6/8(土)に「人は、なぜ、歎異抄に魅了されるのか」の著者・伊藤健太郎先生をお迎えして、シネマート心斎橋、イオンシネマ京都桂川、伏見ミリオン座の3館でトークイベント付き上映会が開催されました。
すべての上映館で満席、立ち見となる大盛況のうちにイベントは幕をおろしました。大人気のイベントでしたので、参加できなかった方もきっと多かったことでしょう。そんなあなたのために、シネマート心斎橋で行われたイベントの模様をここでお届けしたいと思います!満席に埋まった観客の大きな拍手に迎えられ、伊藤先生がにこやかに登壇されました。

伊藤:
今日、映画をご覧になった方の中には、日本に『歎異抄』という古典があることを、初めて知った人もあると思います。
そこで『歎異抄』という本が、なぜ多くの人を引きつけるのか、映画の内容も振り返りながら、しばらくお話し致します。

ご挨拶の後は『歎異抄』で最も有名な「善人なおもって往生を遂ぐ、いわんや悪人をや」という言葉を取り上げ、『歎異抄』の魅力についてまずお話しされました。

伊藤:
『歎異抄』といえば、まっさきに思い浮かぶのが、「善人なおもって往生を遂ぐ、いわんや悪人をや」という言葉です。「善人でさえ救われるのだから、ましてや悪人は、なおさらだ」と、親鸞聖人は仰っています。善人より悪人が救われるというのは、私たちの常識では、考えられないことです。映画の中で、権八が人を殺して、縄を掛けられて、役人に引っ張り出されているのを見た野次馬達は、口々に、「人殺し!」「極悪人!」「殺せ!」「死ね、悪党!」と言っていました。今日で言うなら、小学生を次々、刃物で襲った人殺しがつかまったら、やはり一斉に、「人殺し!」「極悪人!」「殺せ!」「死ね、悪党!」と言うと思います。そういう犯人が自殺をしますと、テレビのコメンテーターまでが「社会に不満があるなら1人で死ね」と感情を爆発させて言います。それに対して、「いや、一人で死ねというのは、言いすぎじゃないですか」と言おうものなら、また、それに対して「凶悪犯罪を認めるのか!」「綺麗ごと言うな!」と、またまた非難ごうごうです。だから、私が「いや、悪人こそ、まっさきに救われるのです」などと言ったら、袋だたきになるでしょう。
ですが、『歎異抄』に「悪人こそ救われる」と書かれているのは、親鸞聖人の言葉です。親鸞聖人が、デタラメなことを仰るはずがありません。それで、いったい「悪人こそ救われる」とは、どんな意味なのだろうと、『歎異抄』に引きつけられる人が、多くなります。

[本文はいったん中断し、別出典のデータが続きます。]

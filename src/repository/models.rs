use std::{collections::HashMap, sync::Arc};

use serde::Serialize;

use crate::{
    shared::{
        DeclaredRoute, Routed,
        geo::{Coordinate, Distance, Speed},
    },
    store::{self, BusDocument, SeatDocument, StopDocument},
};

/// Seats on a bus that does not declare its own capacity.
pub const DEFAULT_CAPACITY: u32 = 50;

/// Running state set from the staff app.
#[derive(Debug, Default, Clone, Copy, PartialEq, Eq, Serialize)]
pub enum BusStatus {
    #[default]
    Running,
    NotRunning,
}

impl BusStatus {
    /// Accepts the spellings written by the staff app and the admin console.
    pub fn parse(value: &str) -> Option<Self> {
        match value.trim().to_lowercase().as_str() {
            "running" => Some(Self::Running),
            "not running" | "not_running" | "notrunning" | "breakdown" => Some(Self::NotRunning),
            _ => None,
        }
    }
}

/// A bus and its last reported state.
#[derive(Debug, Default, Clone)]
pub struct Bus {
    /// Position in [`crate::repository::Repository::buses`].
    pub index: u32,
    /// Document id in the store.
    pub id: Arc<str>,
    pub name: Arc<str>,
    /// Fleet number the staff app signs in with.
    pub number: Option<Arc<str>>,
    /// Free-text route label, e.g. "12A".
    pub route: Option<Arc<str>>,
    pub starting_point: Option<Arc<str>>,
    pub ending_point: Option<Arc<str>>,
    pub departure_time: Option<Arc<str>>,
    /// Cities the bus passes through, matched against the device locality.
    pub declared_route: DeclaredRoute,
    /// `None` until the bus reports a real position.
    pub coordinate: Option<Coordinate>,
    pub status: BusStatus,
    /// Crowding label set by staff, e.g. "Standing room".
    pub occupancy: Option<Arc<str>>,
    pub speed: Option<Speed>,
    pub capacity: Option<u32>,
}

impl Routed for Bus {
    fn declared_route(&self) -> &DeclaredRoute {
        &self.declared_route
    }
}

impl TryFrom<BusDocument> for Bus {
    type Error = store::Error;

    fn try_from(value: BusDocument) -> Result<Self, Self::Error> {
        let id = value.id.trim();
        if id.is_empty() {
            return Err(store::Error::MalformedDocument {
                collection: "buses".into(),
                id: String::new(),
                reason: "missing id".into(),
            });
        }
        let coordinate = value
            .current_location
            .and_then(|location| location.coordinate())
            .and_then(Coordinate::known);
        let name = value
            .bus_name
            .clone()
            .filter(|name| !name.trim().is_empty())
            .or_else(|| value.bus_number.clone())
            .unwrap_or_else(|| id.to_string());
        let status = value
            .bus_status
            .as_deref()
            .or(value.status.as_deref())
            .and_then(BusStatus::parse)
            .unwrap_or_default();

        Ok(Self {
            index: 0,
            id: id.into(),
            name: name.into(),
            number: non_empty(value.bus_number),
            route: non_empty(value.route),
            starting_point: non_empty(value.starting_point),
            ending_point: non_empty(value.ending_point),
            departure_time: non_empty(value.departure_time),
            declared_route: value.major_cities,
            coordinate,
            status,
            occupancy: non_empty(value.occupancy),
            speed: value
                .speed
                .and_then(|speed| speed.as_f64())
                .map(Speed::from_kmh)
                .filter(Speed::is_usable),
            capacity: value
                .capacity
                .and_then(|capacity| capacity.as_f64())
                .filter(|capacity| capacity.is_finite() && *capacity >= 0.0)
                .map(|capacity| capacity as u32),
        })
    }
}

/// A bus stop placed from the admin console.
#[derive(Debug, Default, Clone)]
pub struct Stop {
    pub index: u32,
    pub id: Arc<str>,
    pub name: Arc<str>,
    pub city: Option<Arc<str>>,
    pub district: Option<Arc<str>>,
    /// `None` when the stored latitude/longitude could not be read.
    pub coordinate: Option<Coordinate>,
}

impl TryFrom<StopDocument> for Stop {
    type Error = store::Error;

    fn try_from(value: StopDocument) -> Result<Self, Self::Error> {
        let id = value.id.trim();
        if id.is_empty() {
            return Err(store::Error::MalformedDocument {
                collection: "busStops".into(),
                id: String::new(),
                reason: "missing id".into(),
            });
        }
        let coordinate = match (
            value.latitude.and_then(|lat| lat.as_f64()),
            value.longitude.and_then(|lon| lon.as_f64()),
        ) {
            (Some(latitude), Some(longitude)) => Coordinate {
                latitude,
                longitude,
            }
            .known(),
            _ => None,
        };
        let name = value
            .name
            .filter(|name| !name.trim().is_empty())
            .unwrap_or_else(|| id.to_string());
        Ok(Self {
            index: 0,
            id: id.into(),
            name: name.into(),
            city: non_empty(value.city),
            district: non_empty(value.district),
            coordinate,
        })
    }
}

/// A stop together with its distance from the device.
#[derive(Debug, Clone, Copy)]
pub struct NearbyStop<'a> {
    pub stop: &'a Stop,
    pub distance: Option<Distance>,
}

#[derive(Debug, Clone, Copy, PartialEq, Eq, Serialize)]
#[serde(tag = "status", content = "seats", rename_all = "snake_case")]
pub enum SeatAvailability {
    Unknown,
    Available(u32),
}

/// Occupant counts per bus id, as published by the seat counter feed.
#[derive(Debug, Default, Clone, PartialEq)]
pub struct SeatCounts {
    counts: HashMap<Arc<str>, u32>,
}

impl FromIterator<(Arc<str>, u32)> for SeatCounts {
    fn from_iter<I: IntoIterator<Item = (Arc<str>, u32)>>(iter: I) -> Self {
        Self {
            counts: iter.into_iter().collect(),
        }
    }
}

impl TryFrom<SeatDocument> for (Arc<str>, u32) {
    type Error = store::Error;

    fn try_from(value: SeatDocument) -> Result<Self, Self::Error> {
        let malformed = |reason: &str| store::Error::MalformedDocument {
            collection: "buses_seat".into(),
            id: value.id.clone(),
            reason: reason.into(),
        };
        if value.id.trim().is_empty() {
            return Err(malformed("missing id"));
        }
        let count = value
            .count
            .as_ref()
            .and_then(|count| count.as_f64())
            .ok_or_else(|| malformed("missing count"))?;
        if !count.is_finite() || count < 0.0 {
            return Err(malformed("count is not a positive number"));
        }
        Ok((value.id.trim().into(), count as u32))
    }
}

impl SeatCounts {
    pub fn new() -> Self {
        Default::default()
    }

    pub fn insert(&mut self, bus_id: &str, count: u32) {
        self.counts.insert(bus_id.into(), count);
    }

    pub fn count_by_bus_id(&self, bus_id: &str) -> Option<u32> {
        self.counts.get(bus_id).copied()
    }

    pub fn len(&self) -> usize {
        self.counts.len()
    }

    pub fn is_empty(&self) -> bool {
        self.counts.is_empty()
    }

    /// Free seats on the bus. Capacity falls back to [`DEFAULT_CAPACITY`].
    pub fn availability(&self, bus: &Bus) -> SeatAvailability {
        match self.count_by_bus_id(&bus.id) {
            Some(count) => {
                let capacity = bus.capacity.unwrap_or(DEFAULT_CAPACITY);
                SeatAvailability::Available(capacity.saturating_sub(count))
            }
            None => SeatAvailability::Unknown,
        }
    }
}

fn non_empty(value: Option<String>) -> Option<Arc<str>> {
    value
        .map(|value| value.trim().to_string())
        .filter(|value| !value.is_empty())
        .map(Into::into)
}
pub mod alert;
pub mod ranking;

pub use alert::*;
pub use ranking::*;

use serde::Serialize;

use crate::shared::{
    geo::{Distance, Speed},
    time::Minutes,
};

/// Estimated arrival of a bus at the device position.
/// `Arrived` orders before any number of minutes.
#[derive(Debug, Clone, Copy, PartialEq, Eq, PartialOrd, Ord, Serialize)]
#[serde(tag = "status", content = "minutes", rename_all = "snake_case")]
pub enum Eta {
    Arrived,
    Minutes(Minutes),
}

impl Eta {
    pub fn minutes(&self) -> Option<Minutes> {
        match self {
            Eta::Arrived => None,
            Eta::Minutes(minutes) => Some(*minutes),
        }
    }

    pub fn is_arrived(&self) -> bool {
        matches!(self, Eta::Arrived)
    }
}

/// Distance bands used to turn a straight-line distance into an ETA.
///
/// Below `arrived_within` the bus has arrived. Up to `short_range_within`
/// the linear estimate is too noisy and `short_range_eta` is reported instead.
/// Further out the distance is divided by the bus speed, falling back to
/// `default_speed` when the bus reports none.
#[derive(Debug, Clone, Copy, PartialEq)]
pub struct EtaPolicy {
    pub arrived_within: Distance,
    pub short_range_within: Distance,
    pub short_range_eta: Minutes,
    pub default_speed: Speed,
    /// Radius that triggers the one-shot proximity alert while tracking a bus.
    pub alert_within: Distance,
}

impl Default for EtaPolicy {
    fn default() -> Self {
        Self {
            arrived_within: Distance::from_meters(100.0),
            short_range_within: Distance::from_kilometers(1.0),
            short_range_eta: Minutes::new(2),
            default_speed: Speed::from_kmh(50.0),
            alert_within: Distance::from_meters(200.0),
        }
    }
}

impl EtaPolicy {
    pub fn estimate(&self, distance: Option<Distance>, speed: Option<Speed>) -> Option<Eta> {
        let distance = distance?;
        if !distance.as_meters().is_finite() || distance.as_meters() < 0.0 {
            return None;
        }
        if distance <= self.arrived_within {
            return Some(Eta::Arrived);
        }
        if distance <= self.short_range_within {
            return Some(Eta::Minutes(self.short_range_eta));
        }
        let speed = speed
            .filter(Speed::is_usable)
            .unwrap_or(self.default_speed);
        Minutes::from_travel(distance, speed).map(Eta::Minutes)
    }

    pub fn within_alert(&self, distance: Option<Distance>) -> bool {
        distance.is_some_and(|distance| distance <= self.alert_within)
    }
}

/// Estimate with the default bands. A non-positive speed falls back to the
/// default speed.
pub fn estimate_eta(distance_km: Option<f64>, avg_speed_kmh: f64) -> Option<Eta> {
    EtaPolicy::default().estimate(
        distance_km.map(Distance::from_kilometers),
        Some(Speed::from_kmh(avg_speed_kmh)),
    )
}
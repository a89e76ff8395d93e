use busline::prelude::*;

const USER: Coordinate = Coordinate {
    latitude: 40.0,
    longitude: -74.0,
};

fn bus(id: &str, coordinate: Option<(f64, f64)>) -> Bus {
    Bus {
        id: id.into(),
        name: id.into(),
        coordinate: coordinate.map(Coordinate::from),
        ..Default::default()
    }
}

#[test]
fn end_to_end_test() {
    let repository = Repository::new().with_buses(vec![
        bus("C", None),
        bus("B", Some((40.045, -74.0))),
        bus("A", Some((40.00045, -74.0))),
    ]);
    let ranked = repository.departures(
        Some(&USER),
        None,
        &EtaPolicy::default(),
        &SeatCounts::new(),
    );

    let ids: Vec<_> = ranked.iter().map(|r| r.bus.id.as_ref()).collect();
    assert_eq!(ids, vec!["A", "B", "C"]);
    let labels: Vec<_> = ranked.iter().map(|r| r.label().to_string()).collect();
    assert_eq!(labels, vec!["Bus Arrived", "ETA: 6 mins", "ETA: Not available"]);
    assert!(ranked[2].distance.is_none());
}

#[test]
fn absent_last_regardless_of_order_test() {
    let input = vec![
        None,
        Some(Eta::Minutes(Minutes::new(3))),
        None,
        Some(Eta::Arrived),
        Some(Eta::Minutes(Minutes::new(1))),
        None,
    ];
    let ranked = rank_by_eta(input);
    assert_eq!(
        ranked,
        vec![
            Some(Eta::Arrived),
            Some(Eta::Minutes(Minutes::new(1))),
            Some(Eta::Minutes(Minutes::new(3))),
            None,
            None,
            None,
        ]
    );
}

#[test]
fn stable_for_equal_keys_test() {
    let repository = Repository::new().with_buses(vec![
        bus("x", None),
        bus("near-1", Some((40.0045, -74.0))),
        bus("y", None),
        bus("near-2", Some((40.0, -74.005))),
        bus("z", None),
        bus("near-3", Some((39.996, -74.0))),
    ]);
    let ranked = repository.departures(
        Some(&USER),
        None,
        &EtaPolicy::default(),
        &SeatCounts::new(),
    );
    let ids: Vec<_> = ranked.iter().map(|r| r.bus.id.as_ref()).collect();
    assert_eq!(ids, vec!["near-1", "near-2", "near-3", "x", "y", "z"]);
}

#[test]
fn no_user_keeps_order_test() {
    let repository = Repository::new().with_buses(vec![
        bus("b", Some((40.045, -74.0))),
        bus("a", Some((40.00045, -74.0))),
    ]);
    let ranked = repository.departures(None, None, &EtaPolicy::default(), &SeatCounts::new());
    let ids: Vec<_> = ranked.iter().map(|r| r.bus.id.as_ref()).collect();
    assert_eq!(ids, vec!["b", "a"]);
    assert!(ranked.iter().all(|r| r.eta.is_none()));
}

#[test]
fn reported_speed_test() {
    let mut fast = bus("fast", Some((40.09, -74.0)));
    fast.speed = Some(Speed::from_kmh(100.0));
    let slow = bus("slow", Some((40.045, -74.0)));
    let repository = Repository::new().with_buses(vec![slow, fast]);
    let ranked = repository.departures(
        Some(&USER),
        None,
        &EtaPolicy::default(),
        &SeatCounts::new(),
    );
    // 10 km at 100 km/h and 5 km at 50 km/h both take 6 minutes
    assert_eq!(ranked[0].eta, Some(Eta::Minutes(Minutes::new(6))));
    assert_eq!(ranked[1].eta, Some(Eta::Minutes(Minutes::new(6))));
    assert_eq!(ranked[0].bus.id.as_ref(), "slow");
}

#[test]
fn seat_availability_test() {
    let mut small = bus("small", Some((40.045, -74.0)));
    small.capacity = Some(30);
    let repository = Repository::new().with_buses(vec![
        bus("full", Some((40.045, -74.0))),
        small,
        bus("unknown", Some((40.045, -74.0))),
    ]);
    let mut seats = SeatCounts::new();
    seats.insert("full", 64);
    seats.insert("small", 12);
    let ranked = repository.departures(Some(&USER), None, &EtaPolicy::default(), &seats);
    assert_eq!(ranked[0].seats, SeatAvailability::Available(0));
    assert_eq!(ranked[1].seats, SeatAvailability::Available(18));
    assert_eq!(ranked[2].seats, SeatAvailability::Unknown);
}
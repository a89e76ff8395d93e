//! Proximity and ETA engine for live bus tracking.
//!
//! Buses report their position to a document store. Every refresh the
//! [`repository::Repository`] is rebuilt from the store, and a passenger view
//! ([`board::Board`]) ranks the buses serving the device locality by arrival
//! time and sorts the stops by distance.

pub mod board;
pub mod device;
pub mod eta;
pub mod repository;
pub mod shared;
pub mod store;

pub mod prelude {
    pub use crate::board::Board;
    pub use crate::device::{FixedLocation, LocationProvider};
    pub use crate::eta::{
        Eta, EtaLabel, EtaPolicy, RankedBus, Tracker, Tracking, estimate_eta, rank_by_eta,
    };
    pub use crate::repository::{
        Bus, BusStatus, NearbyStop, Repository, SeatAvailability, SeatCounts, Stop,
        seat_counts_from_store,
    };
    pub use crate::shared::{
        LocalityDescriptor, distance_km, filter_by_locality,
        geo::{Coordinate, Distance, Speed},
        time::{Minutes, Timestamp},
    };
    pub use crate::store::{DocumentStore, FileStore, MemoryStore};
}
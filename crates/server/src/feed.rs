use busline::shared::time::Timestamp;
use std::sync::Arc;
use tokio::sync::watch;

/// The latest value of something that changes over time, whether it is
/// polled or pushed. Readers always get a whole value, never a partial one.
pub struct Feed<T> {
    tx: Arc<watch::Sender<Snapshot<T>>>,
}

impl<T> Clone for Feed<T> {
    fn clone(&self) -> Self {
        Self {
            tx: self.tx.clone(),
        }
    }
}

struct Snapshot<T> {
    value: Arc<T>,
    /// `None` until the first value is published.
    updated_at: Option<Timestamp>,
}

impl<T> Clone for Snapshot<T> {
    fn clone(&self) -> Self {
        Self {
            value: self.value.clone(),
            updated_at: self.updated_at,
        }
    }
}

impl<T> Feed<T> {
    pub fn new(initial: T) -> Self {
        let (tx, _) = watch::channel(Snapshot {
            value: Arc::new(initial),
            updated_at: None,
        });
        Self { tx: Arc::new(tx) }
    }

    /// Replaces the current value. Readers holding the previous one keep it.
    pub fn publish(&self, value: T) {
        self.tx.send_replace(Snapshot {
            value: Arc::new(value),
            updated_at: Some(Timestamp::now()),
        });
    }

    pub fn latest(&self) -> Arc<T> {
        self.tx.borrow().value.clone()
    }

    pub fn updated_at(&self) -> Option<Timestamp> {
        self.tx.borrow().updated_at
    }
}

#[test]
fn publish_replaces_latest_test() {
    let feed = Feed::new(0u32);
    let reader = feed.clone();
    let before = reader.latest();
    assert!(feed.updated_at().is_none());

    feed.publish(7);
    assert_eq!(*before, 0);
    assert_eq!(*reader.latest(), 7);
    assert!(reader.updated_at().is_some());
}
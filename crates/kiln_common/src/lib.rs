//! Shared foundational types used across the kiln build core.
//!
//! This crate provides qualified definition names, content hashing and
//! streaming checksums, interned identifiers, and the internal error type.

#![warn(missing_docs)]

pub mod hash;
pub mod ident;
pub mod qname;
pub mod result;

pub use hash::{Checksum, ContentHash};
pub use ident::{Ident, Interner};
pub use qname::{ParseQNameError, QName};
pub use result::InternalError;
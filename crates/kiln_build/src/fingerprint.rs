//! Build fingerprints and dependency-library change detection.

use kiln_cache::{ResolvedLibraries, SourceRecord};
use kiln_common::{Checksum, QName};
use kiln_config::BuildOptions;
use serde::{Deserialize, Serialize};
use serde_json::Value;
use std::collections::{BTreeMap, BTreeSet};
use std::path::PathBuf;

/// The four fingerprints of one artifact build.
#[derive(Debug, Clone, Copy, PartialEq, Eq, Serialize, Deserialize)]
pub struct FingerprintSet {
    /// Hash of every option except link-only options.
    pub command: u64,
    /// Hash of link-only options and link roots.
    pub link: u64,
    /// Hash of resolved library identities and timestamps.
    pub dependency: u64,
    /// Hash derived after a successful compile from signature and per-file
    /// library checksums. `None` until a compile succeeds.
    pub aggregate: Option<u64>,
}

/// Sorts every array (recursively) so list order never affects the hash.
fn canonicalize(value: &mut Value) {
    match value {
        Value::Array(items) => {
            for item in items.iter_mut() {
                canonicalize(item);
            }
            items.sort_by_cached_key(|item| item.to_string());
        }
        Value::Object(map) => {
            for item in map.values_mut() {
                canonicalize(item);
            }
        }
        _ => {}
    }
}

fn canonical_hash<T: Serialize>(domain: &str, value: &T, extra: &[String]) -> u64 {
    let mut value = serde_json::to_value(value).unwrap_or_default();
    canonicalize(&mut value);
    let mut checksum = Checksum::new(domain);
    checksum.write_str(&value.to_string());
    let mut extra: Vec<&String> = extra.iter().collect();
    extra.sort();
    for item in extra {
        checksum.write_str(item);
    }
    checksum.finish()
}

/// Computes the command, link and dependency fingerprints.
///
/// Pure and deterministic: reordering option lists, link roots or libraries
/// yields the same fingerprints. The aggregate is left unset.
pub fn compute_fingerprints(
    options: &BuildOptions,
    link_roots: &[String],
    libraries: &ResolvedLibraries,
) -> FingerprintSet {
    let command = canonical_hash("kiln.command", &options.compiler, &[]);
    let link = canonical_hash("kiln.link", &options.link, link_roots);

    let mut entries: Vec<(String, &str, u64)> = libraries
        .iter()
        .map(|lib| {
            (
                lib.location.to_string_lossy().into_owned(),
                lib.identity.as_str(),
                lib.last_modified,
            )
        })
        .collect();
    entries.sort();
    let mut dependency = Checksum::new("kiln.dependency");
    for (location, identity, modified) in entries {
        dependency
            .write_str(&location)
            .write_str(identity)
            .write_u64(modified);
    }

    FingerprintSet {
        command,
        link,
        dependency: dependency.finish(),
        aggregate: None,
    }
}

/// Computes the aggregate fingerprint.
///
/// Combines the command fingerprint, recorded signature checksums and
/// library file names. The dependency fingerprint is included only when
/// library checksums are disabled or none were recorded, so with checksums
/// a library timestamp change alone does not alter the aggregate.
pub fn aggregate_checksum<'a>(
    command: u64,
    signatures: &BTreeMap<QName, u64>,
    library_files: impl IntoIterator<Item = &'a PathBuf>,
    dependency: u64,
    checksums_enabled: bool,
) -> u64 {
    let mut checksum = Checksum::new("kiln.aggregate");
    checksum.write_u64(command);
    for (name, signature) in signatures {
        checksum.write_str(&name.to_string()).write_u64(*signature);
    }
    let mut files: Vec<&PathBuf> = library_files.into_iter().collect();
    files.sort();
    for file in files {
        checksum.write_str(&file.to_string_lossy());
    }
    if !checksums_enabled || signatures.is_empty() {
        checksum.write_u64(dependency);
    }
    checksum.finish()
}

/// Outcome of comparing current libraries against those recorded at the
/// last successful compile.
#[derive(Debug, Clone, PartialEq, Eq)]
pub enum LibraryCheck {
    /// Nothing changed.
    Unchanged,
    /// Only timestamps of these library files changed; units referencing
    /// their definitions must be recompiled.
    Changed(BTreeSet<PathBuf>),
    /// A full recompilation is needed.
    Recompile(String),
}

/// Library signature and file checksums recorded after a compile.
#[derive(Debug, Clone, Default, PartialEq, Eq, Serialize, Deserialize)]
pub struct LibraryRecord {
    /// Signature checksum of every library definition a unit references.
    pub signatures: BTreeMap<QName, u64>,
    /// Modification time of every library file.
    pub files: BTreeMap<PathBuf, u64>,
}

impl LibraryRecord {
    /// Captures signatures of library definitions referenced by `records`
    /// (when enabled) and all library file times.
    pub fn capture(
        records: &BTreeMap<QName, SourceRecord>,
        libraries: &ResolvedLibraries,
        checksums_enabled: bool,
    ) -> Self {
        let mut signatures = BTreeMap::new();
        if checksums_enabled {
            let defined: BTreeSet<&QName> = records
                .values()
                .filter_map(|r| r.unit.as_ref())
                .flat_map(|u| u.top_level_definitions.iter())
                .collect();
            for unit in records.values().filter_map(|r| r.unit.as_ref()) {
                for reference in unit.references() {
                    if defined.contains(reference) {
                        continue;
                    }
                    if let Some(signature) = libraries.signature(reference) {
                        signatures.insert(reference.clone(), signature);
                    }
                }
            }
        }
        Self {
            signatures,
            files: libraries.file_times(),
        }
    }

    /// The aggregate fingerprint for this record.
    pub fn aggregate(&self, fingerprints: &FingerprintSet, checksums_enabled: bool) -> u64 {
        aggregate_checksum(
            fingerprints.command,
            &self.signatures,
            self.files.keys(),
            fingerprints.dependency,
            checksums_enabled,
        )
    }

    /// Decides whether `libraries` force a full recompilation compared with
    /// this record and the aggregate stored alongside it.
    pub fn check(
        &self,
        previous_aggregate: Option<u64>,
        current: &FingerprintSet,
        libraries: &ResolvedLibraries,
        checksums_enabled: bool,
    ) -> LibraryCheck {
        let files = libraries.file_times();
        let expected = aggregate_checksum(
            current.command,
            &self.signatures,
            files.keys(),
            current.dependency,
            checksums_enabled,
        );
        if previous_aggregate != Some(expected) {
            return LibraryCheck::Recompile("aggregate fingerprint changed".to_string());
        }
        for (name, signature) in &self.signatures {
            match libraries.signature(name) {
                Some(now) if now == *signature => {}
                Some(_) => {
                    return LibraryCheck::Recompile(format!("signature of '{name}' changed"))
                }
                None => {
                    return LibraryCheck::Recompile(format!(
                        "'{name}' is no longer provided by any library"
                    ))
                }
            }
        }
        if files.len() < self.files.len() {
            return LibraryCheck::Recompile("a dependency library was removed".to_string());
        }
        let changed: BTreeSet<PathBuf> = files
            .iter()
            .filter(|(location, modified)| self.files.get(*location) != Some(*modified))
            .map(|(location, _)| location.clone())
            .collect();
        if changed.is_empty() {
            LibraryCheck::Unchanged
        } else {
            LibraryCheck::Changed(changed)
        }
    }
}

現在のニュースを例えに挙げられた説明はとても分かりやすく、観客の方々は一様に頷きながら先生のお話に聞き入っていました。次に大きな疑問の根源となる「善人」と「悪人」についての解説が続きます。

伊藤:
親鸞聖人が「悪人こそ救われる」と仰った「悪人」とは、人殺しや詐欺師や泥棒だけのことでは無く、実は全ての人が、あの権八と同じ悪人なのだよ、と仰っています。すべての人が悪人だということは、この世には善人は、一人もいないのでしょうか。親鸞聖人は世の中には、自分は善人だと自惚れている人がいて、そういう人を「善人」と仰っています。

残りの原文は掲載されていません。